In general view, the classification approach in applying the performance indicators requires collating the uncertainties U _a and U _b of any two (A and B) from the number of participating laboratories, one of which can specifically be the reference or conditional reference laboratory, for deciding if they belong to the same classification level or not, and on this basis to decide what performance indicator is particularly applicable. In order to do that, the relative influence of U _a and U _b (for the model of errors) or $U_a ^2$ and $U_b ^2$ (for the exclusively statistical model) on the estimation quality may be presented as weights K _a=U _a/(U _a+U _b) and K _b=U _b/(U _a+U _b), or $K_a = {{U_a ^2 } / {( {U_a ^2 + U_b ^2 } )}}$ and $K_b = {{U_b ^2 } / {( {U_a ^2 + U_b ^2 } )}}$ respectively, which are analogous to the estimates of probability forming the complete group of independent events (K _a+K _b=1). Such an analogy gives us the exclusive chance of applying the optimal selection model, borrowed from information theory [8], for classifying components of the group onto informative and redundant ones.

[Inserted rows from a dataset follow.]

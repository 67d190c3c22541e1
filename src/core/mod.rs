// Core modules implementing dynamic loading, invocation, and error modeling.
pub mod error;
pub mod invoke;
pub mod loader;
pub mod native;
pub mod request;
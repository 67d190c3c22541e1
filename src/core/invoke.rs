//! Purpose: One-shot "check target → open → resolve → invoke → release" sequence.
//! Exports: `invoke_named_entry_point`, `invoke_target`, `probe_entry_point`, `Stage`.
//! Role: The loader-and-invoker core; callers pick the `Loader`.
//! Invariants: A missing target never reaches the loader.
//! Invariants: An opened library is released exactly once before returning, on every path.
//! Invariants: Failures surface only as `TargetNotFound`, `LibraryLoadFailed`, or `SymbolNotFound`.
//! Invariants: No retries; each call runs at most one open and one close.
use std::ffi::CStr;
use std::fmt;
use std::path::Path;

use tracing::{debug, info, info_span, warn};

use crate::core::error::{Error, ErrorKind};
use crate::core::loader::{EntryPoint, LoadMode, LoadedLibrary, Loader};
use crate::core::request::InvocationRequest;

#[derive(Clone, Copy, Debug, Eq, PartialEq)]
pub enum Stage {
    CheckingTarget,
    LoadingLibrary,
    ResolvingSymbol,
    Invoking,
    Released,
}

impl Stage {
    pub fn as_str(self) -> &'static str {
        match self {
            Stage::CheckingTarget => "checking_target",
            Stage::LoadingLibrary => "loading_library",
            Stage::ResolvingSymbol => "resolving_symbol",
            Stage::Invoking => "invoking",
            Stage::Released => "released",
        }
    }
}

impl fmt::Display for Stage {
    fn fmt(&self, f: &mut fmt::Formatter<'_>) -> fmt::Result {
        f.write_str(self.as_str())
    }
}

/// Checks `request.target`, loads `request.library`, and calls `request.symbol`
/// once with `argument`.
///
/// The entry point's own failures are not observable here. An entry point that
/// never returns blocks the caller.
pub fn invoke_named_entry_point<L: Loader>(
    loader: &L,
    request: &InvocationRequest,
    argument: &CStr,
) -> Result<(), Error> {
    let span = info_span!(
        "invoke",
        target = %request.target.display(),
        library = %request.library.display(),
        symbol = %request.symbol,
        bind = %request.mode
    );
    let _guard = span.enter();

    check_target(&request.target)?;
    let library = open_library(loader, &request.library, request.mode)?;
    let outcome = resolve_and_invoke(&library, &request.symbol, argument);
    release(library);

    if outcome.is_ok() {
        info!("entry point invoked");
    }
    outcome
}

/// Forwards the target path itself as the argument.
pub fn invoke_target<L: Loader>(loader: &L, request: &InvocationRequest) -> Result<(), Error> {
    let argument = request.target_argument()?;
    invoke_named_entry_point(loader, request, &argument)
}

/// Opens `library` and resolves `symbol` without calling it.
pub fn probe_entry_point<L: Loader>(
    loader: &L,
    library: &Path,
    symbol: &str,
    mode: LoadMode,
) -> Result<(), Error> {
    let span = info_span!(
        "probe",
        library = %library.display(),
        symbol = %symbol,
        bind = %mode
    );
    let _guard = span.enter();

    let library = open_library(loader, library, mode)?;
    let outcome = resolve(&library, symbol).map(|_| ());
    release(library);

    if outcome.is_ok() {
        info!("entry point resolved");
    }
    outcome
}

fn check_target(target: &Path) -> Result<(), Error> {
    info!(stage = %Stage::CheckingTarget, "checking target");
    match target.try_exists() {
        Ok(true) => {
            info!(stage = %Stage::CheckingTarget, "target exists");
            Ok(())
        }
        Ok(false) => {
            warn!(stage = %Stage::CheckingTarget, "target does not exist");
            Err(Error::new(ErrorKind::TargetNotFound)
                .with_message("target does not exist")
                .with_path(target))
        }
        Err(err) => {
            warn!(stage = %Stage::CheckingTarget, error = %err, "unable to check target");
            Err(Error::new(ErrorKind::TargetNotFound)
                .with_message(format!("unable to check target: {err}"))
                .with_path(target)
                .with_source(err))
        }
    }
}

fn open_library<L: Loader>(loader: &L, path: &Path, mode: LoadMode) -> Result<L::Library, Error> {
    info!(stage = %Stage::LoadingLibrary, "opening library");
    match loader.open(path, mode) {
        Ok(library) => {
            info!(
                stage = %Stage::LoadingLibrary,
                path = %library.path().display(),
                "library loaded"
            );
            Ok(library)
        }
        Err(err) => {
            let err = coerce_kind(err, ErrorKind::LibraryLoadFailed);
            warn!(
                stage = %Stage::LoadingLibrary,
                error = err.message().unwrap_or_default(),
                "unable to load library"
            );
            Err(err)
        }
    }
}

fn resolve<'lib, T>(library: &'lib T, symbol: &str) -> Result<T::Entry<'lib>, Error>
where
    T: LoadedLibrary + 'lib,
{
    info!(stage = %Stage::ResolvingSymbol, "resolving symbol");
    match library.resolve(symbol) {
        Ok(entry) => {
            info!(stage = %Stage::ResolvingSymbol, "symbol resolved");
            Ok(entry)
        }
        Err(err) => {
            let err = coerce_kind(err, ErrorKind::SymbolNotFound);
            warn!(
                stage = %Stage::ResolvingSymbol,
                error = err.message().unwrap_or_default(),
                "unable to find symbol"
            );
            Err(err)
        }
    }
}

fn resolve_and_invoke<T: LoadedLibrary>(
    library: &T,
    symbol: &str,
    argument: &CStr,
) -> Result<(), Error> {
    let entry = resolve(library, symbol)?;
    info!(stage = %Stage::Invoking, "invoking entry point");
    entry.invoke(argument);
    debug!(stage = %Stage::Invoking, "entry point returned");
    Ok(())
}

fn release<T: LoadedLibrary>(library: T) {
    let path = library.path().to_path_buf();
    match library.release() {
        Ok(()) => info!(stage = %Stage::Released, path = %path.display(), "library released"),
        Err(err) => warn!(
            stage = %Stage::Released,
            path = %path.display(),
            error = %err,
            "library close failed"
        ),
    }
}

// Loaders outside this crate may report other kinds; each stage owns exactly one.
fn coerce_kind(err: Error, kind: ErrorKind) -> Error {
    if err.kind() == kind {
        return err;
    }
    let message = err.message().map(str::to_owned).unwrap_or_else(|| err.to_string());
    let mut coerced = Error::new(kind).with_message(message);
    if let Some(path) = err.path() {
        coerced = coerced.with_path(path);
    }
    if let Some(symbol) = err.symbol() {
        coerced = coerced.with_symbol(symbol);
    }
    coerced.with_source(err)
}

The ratio ρ=min(K _a /K _b)^±1 represents special coefficient, the best value of which is evaluated for the optimal (necessary and sufficient) rational or irrational positive number ϕ _o of components (2≥ϕ _o≥1) [9]. For the least certain situation about allowing or ignoring the lesser of two components (50% confidence), ϕ _o matches the following equation:

$$ \varphi _o = \exp ( - K_a \ln K_a - K_b \ln K_b ) = 1.5 $$

(3)

Accordingly, the optimum coefficient ρ _o of the weightiest component K (equals to either K _a or to K _b) as function of ρ is determined and approximately calculated as follows:

$$ \rho _o = \arg \left\{\exp \left[-\left(\frac{K}{K + \rho K}\right)\ln \left( {\frac{K}{{K + \rho K}}} \right)\right.\right.\nonumber\\ \left.\left.\, - \left( {\frac{{\rho K}}{{K + \rho K}}} \right)\ln \left( {\frac{{\rho K}}{{K + \rho K}}} \right) \right] = 1.5 \right\}\nonumber\\ = \arg \left\{ \exp \left[ - \left( {\frac{1}{{1 + \rho }}} \right)\ln \left( {\frac{1}{{1 + \rho }}} \right)\right.\right.\nonumber\\ \left.\left. -\, \left( {\frac{\rho }{{1 + \rho }}} \right)\ln \left( {\frac{\rho }{{1 + \rho }}} \right) \right] = 1.5 \right\} = 1/2\pi $$

(4)

The next expressions (5) and (6) result from the replacement of weights in formulas (3) and (4) by respective ratios of uncertainties.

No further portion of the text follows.